(Data excerpts)
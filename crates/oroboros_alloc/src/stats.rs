//! # Allocator Statistics
//!
//! Point-in-time snapshots for profiling overlays and leak checks.

/// Snapshot of one bucket.
#[derive(Clone, Copy, Debug, Default, PartialEq, Eq)]
pub struct BucketStats {
    /// Bytes per block.
    pub block_size: usize,
    /// Blocks per chunk.
    pub num_blocks: u8,
    /// Chunks owned by the bucket.
    pub chunk_count: usize,
    /// Blocks handed out and not yet returned.
    pub blocks_in_use: usize,
    /// Whether a completely free chunk is cached.
    pub has_empty_chunk: bool,
}

impl BucketStats {
    /// Bytes held in this bucket's chunk buffers.
    #[inline]
    #[must_use]
    pub const fn chunk_bytes(&self) -> usize {
        self.chunk_count * self.block_size * self.num_blocks as usize
    }

    /// Bytes handed out to callers (rounded up to the block size).
    #[inline]
    #[must_use]
    pub const fn bytes_in_use(&self) -> usize {
        self.blocks_in_use * self.block_size
    }
}

/// Snapshot of a whole allocator.
#[derive(Clone, Debug, Default, PartialEq, Eq)]
pub struct AllocatorStats {
    /// Every bucket, smallest block size first.
    pub buckets: Vec<BucketStats>,
    /// Large objects currently served by the system allocator.
    pub large_live: usize,
    /// Bytes in those large objects.
    pub large_bytes: usize,
}

impl AllocatorStats {
    /// Total bytes held in chunk buffers.
    #[must_use]
    pub fn chunk_bytes(&self) -> usize {
        self.buckets.iter().map(BucketStats::chunk_bytes).sum()
    }

    /// Total chunks across buckets.
    #[must_use]
    pub fn chunk_count(&self) -> usize {
        self.buckets.iter().map(|bucket| bucket.chunk_count).sum()
    }

    /// Total small blocks handed out.
    #[must_use]
    pub fn blocks_in_use(&self) -> usize {
        self.buckets.iter().map(|bucket| bucket.blocks_in_use).sum()
    }

    /// Buckets currently caching an empty chunk.
    #[must_use]
    pub fn empty_chunks(&self) -> usize {
        self.buckets
            .iter()
            .filter(|bucket| bucket.has_empty_chunk)
            .count()
    }

    /// Fraction of chunk memory handed out, in `[0, 1]`.
    #[must_use]
    #[allow(clippy::cast_precision_loss)]
    pub fn utilization(&self) -> f64 {
        let held = self.chunk_bytes();
        if held == 0 {
            return 0.0;
        }
        let used: usize = self.buckets.iter().map(BucketStats::bytes_in_use).sum();
        used as f64 / held as f64
    }

    /// Buckets that own at least one chunk.
    pub fn active_buckets(&self) -> impl Iterator<Item = &BucketStats> {
        self.buckets.iter().filter(|bucket| bucket.chunk_count > 0)
    }
}

#[cfg(test)]
mod tests {
    use super::*;

    #[test]
    fn test_stats_totals() {
        let stats = AllocatorStats {
            buckets: vec![
                BucketStats {
                    block_size: 4,
                    num_blocks: 255,
                    chunk_count: 2,
                    blocks_in_use: 255,
                    has_empty_chunk: true,
                },
                BucketStats {
                    block_size: 8,
                    num_blocks: 255,
                    chunk_count: 0,
                    blocks_in_use: 0,
                    has_empty_chunk: false,
                },
            ],
            large_live: 1,
            large_bytes: 4000,
        };

        assert_eq!(stats.chunk_bytes(), 2 * 4 * 255);
        assert_eq!(stats.chunk_count(), 2);
        assert_eq!(stats.blocks_in_use(), 255);
        assert_eq!(stats.empty_chunks(), 1);
        assert_eq!(stats.active_buckets().count(), 1);
        assert!((stats.utilization() - 0.5).abs() < f64::EPSILON);
    }

    #[test]
    fn test_empty_stats() {
        let stats = AllocatorStats::default();
        assert_eq!(stats.chunk_bytes(), 0);
        assert!(stats.utilization().abs() < f64::EPSILON);
    }
}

WORK INSTRUCTIONS
The data above should be reproduced in full, word for word.

RESPONSE
filename crates/oroboros_alloc/src/stats.rs
//! # Allocator Statistics
//!
//! Point-in-time snapshots for profiling overlays and leak checks.

/// Snapshot of one bucket.
#[derive(Clone, Copy, Debug, Default, PartialEq, Eq)]
pub struct BucketStats {
    /// Bytes per block.
    pub block_size: usize,
    /// Blocks per chunk.
    pub num_blocks: u8,
    /// Chunks owned by the bucket.
    pub chunk_count: usize,
    /// Blocks handed out and not yet returned.
    pub blocks_in_use: usize,
    /// Whether a completely free chunk is cached.
    pub has_empty_chunk: bool,
}

impl BucketStats {
    /// Bytes held in this bucket's chunk buffers.
    #[inline]
    #[must_use]
    pub const fn chunk_bytes(&self) -> usize {
        self.chunk_count * self.block_size * self.num_blocks as usize
    }

    /// Bytes handed out to callers (rounded up to the block size).
    #[inline]
    #[must_use]
    pub const fn bytes_in_use(&self) -> usize {
        self.blocks_in_use * self.block_size
    }
}

/// Snapshot of a whole allocator.
#[derive(Clone, Debug, Default, PartialEq, Eq)]
pub struct AllocatorStats {
    /// Every bucket, smallest block size first.
    pub buckets: Vec<BucketStats>,
    /// Large objects currently served by the system allocator.
    pub large_live: usize,
    /// Bytes in those large objects.
    pub large_bytes: usize,
}

impl AllocatorStats {
    /// Total bytes held in chunk buffers.
    #[must_use]
    pub fn chunk_bytes(&self) -> usize {
        self.buckets.iter().map(BucketStats::chunk_bytes).sum()
    }

    /// Total chunks across buckets.
    #[must_use]
    pub fn chunk_count(&self) -> usize {
        self.buckets.iter().map(|bucket| bucket.chunk_count).sum()
    }

    /// Total small blocks handed out.
    #[must_use]
    pub fn blocks_in_use(&self) -> usize {
        self.buckets.iter().map(|bucket| bucket.blocks_in_use).sum()
    }

    /// Buckets currently caching an empty chunk.
    #[must_use]
    pub fn empty_chunks(&self) -> usize {
        self.buckets
            .iter()
            .filter(|bucket| bucket.has_empty_chunk)
            .count()
    }

    /// Fraction of chunk memory handed out, in `[0, 1]`.
    #[must_use]
    #[allow(clippy::cast_precision_loss)]
    pub fn utilization(&self) -> f64 {
        let held = self.chunk_bytes();
        if held == 0 {
            return 0.0;
        }
        let used: usize = self.buckets.iter().map(BucketStats::bytes_in_use).sum();
        used as f64 / held as f64
    }

    /// Buckets that own at least one chunk.
    pub fn active_buckets(&self) -> impl Iterator<Item = &BucketStats> {
        self.buckets.iter().filter(|bucket| bucket.chunk_count > 0)
    }
}

#[cfg(test)]
mod tests {
    use super::*;

    #[test]
    fn test_stats_totals() {
        let stats = AllocatorStats {
            buckets: vec![
                BucketStats {
                    block_size: 4,
                    num_blocks: 255,
                    chunk_count: 2,
                    blocks_in_use: 255,
                    has_empty_chunk: true,
                },
                BucketStats {
                    block_size: 8,
                    num_blocks: 255,
                    chunk_count: 0,
                    blocks_in_use: 0,
                    has_empty_chunk: false,
                },
            ],
            large_live: 1,
            large_bytes: 4000,
        };

        assert_eq!(stats.chunk_bytes(), 2 * 4 * 255);
        assert_eq!(stats.chunk_count(), 2);
        assert_eq!(stats.blocks_in_use(), 255);
        assert_eq!(stats.empty_chunks(), 1);
        assert_eq!(stats.active_buckets().count(), 1);
        assert!((stats.utilization() - 0.5).abs() < f64::EPSILON);
    }

    #[test]
    fn test_empty_stats() {
        let stats = AllocatorStats::default();
        assert_eq!(stats.chunk_bytes(), 0);
        assert!(stats.utilization().abs() < f64::EPSILON);
    }
}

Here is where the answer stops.